If they release a Tamil dubbed version, I hope they call it T’chaka Magal, although the title may not have the chanting power of Wakanda Forever.
The reason for the success of rural Masala/ realistic movies is because it is seen as a celebration of their way of living. We might look at Thevarmagan & think that it’s a comment on a flawed feudal system. What the target audience sees is a celebration of caste pride (the potri paadadi penne song is till date used to taunt oppressed caste). Even if you take Kaadhal, We may see the chittappa character as a villain and the brutality at the end as a depiction of caste pride
. For a lot of audience, the brutality at the end is a vindication of their caste violence, they identify with the chittappa in Kaadhal rather than the battered young couple.
I also felt the announce of sequel for Thevarmagan very cynical, given that it coincided with Kamal’s entry into politics. Seemed he is trying to cash in on caste votes with that announcement.
Thevarmagan is right up there with Kamal’s best work but it also feeds the caste pride of a certain target audience.

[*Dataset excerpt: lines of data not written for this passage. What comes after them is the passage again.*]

//! Client entity.

use chrono::{DateTime, Utc};
use sea_orm::entity::prelude::*;
use serde::{Deserialize, Serialize};

/// Client lifecycle status.
#[derive(Debug, Clone, PartialEq, Eq, EnumIter, DeriveActiveEnum, Serialize, Deserialize)]
#[sea_orm(rs_type = "String", db_type = "String(StringLen::N(16))")]
pub enum ClientStatus {
    #[sea_orm(string_value = "active")]
    Active,
    #[sea_orm(string_value = "archived")]
    Archived,
}

/// Client model for tenant-scoped companies.
#[derive(Clone, Debug, PartialEq, Eq, DeriveEntityModel, Serialize, Deserialize)]
#[sea_orm(table_name = "client")]
pub struct Model {
    /// Unique client ID.
    #[sea_orm(primary_key, auto_increment = false)]
    pub id: String,

    /// Tenant this client belongs to.
    pub tenant_id: String,

    /// Company name.
    pub name: String,

    /// Contact email.
    #[sea_orm(nullable)]
    pub email: Option<String>,

    /// Contact phone number.
    #[sea_orm(nullable)]
    pub phone: Option<String>,

    /// The client's area in the location tree.
    #[sea_orm(nullable)]
    pub location_id: Option<String>,

    /// Lifecycle status.
    pub status: ClientStatus,

    /// Free-form notes.
    #[sea_orm(nullable, column_type = "Text")]
    pub notes: Option<String>,

    /// When the client was created.
    pub created_at: DateTime<Utc>,

    /// When the client was last updated.
    #[sea_orm(nullable)]
    pub updated_at: Option<DateTime<Utc>>,
}

/// Relationships.
#[derive(Copy, Clone, Debug, EnumIter, DeriveRelation)]
pub enum Relation {
    #[sea_orm(
        belongs_to = "super::location::Entity",
        from = "Column::LocationId",
        to = "super::location::Column::Id"
    )]
    Location,
    #[sea_orm(has_many = "super::contact::Entity")]
    Contacts,
    #[sea_orm(has_many = "super::deal::Entity")]
    Deals,
}

impl Related<super::location::Entity> for Entity {
    fn to() -> RelationDef {
        Relation::Location.def()
    }
}

impl Related<super::contact::Entity> for Entity {
    fn to() -> RelationDef {
        Relation::Contacts.def()
    }
}

impl Related<super::deal::Entity> for Entity {
    fn to() -> RelationDef {
        Relation::Deals.def()
    }
}

impl ActiveModelBehavior for ActiveModel {}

The reason for the success of rural Masala/ realistic movies is because it is seen as a celebration of their way of living.
It’s true. As someone said, a film’s success is mainly due to audiences misunderstanding its intentions. Scorsese, by making his protagonist a terrifying psycho, intended “Taxi Driver” to be a polemic on vigilantism and vigilante films, but the reason why audiences took to it is they considered it as a vigilante revengematic (in Tarantino’s words) in the vein of “Death Wish.” In both TM and Virumaandi, Kamal is using the rural film template to pretty much criticize most of the stuff about rural life and rural masala cinema that the Vijayakant\Saratkumar\Napolean films celebrate; the extreme violence portrayed in these films being used to show its futility , but the mass audience considers and appreciate these Kamal’s films in the same vein as those films. of course, The discerning viewer appreciates the films for what it is. That way Kamal gets a large audience for his ‘experimental’ films and they become hits- unlike a Hey Ram or Anbe Sivam.
You used the word ‘privileged’, i think ‘entitled’ would be apt. I have seen a few characters in real life like the first half kamal, mostly from Telugu states. In fact, the surname ‘Raju’ is called out in the movie as well. The first half of the movie perfectly captures the arrogance, entitlement and pride of some sections of these communities. Arjun Reddy character in a way is an extension of this kamal character.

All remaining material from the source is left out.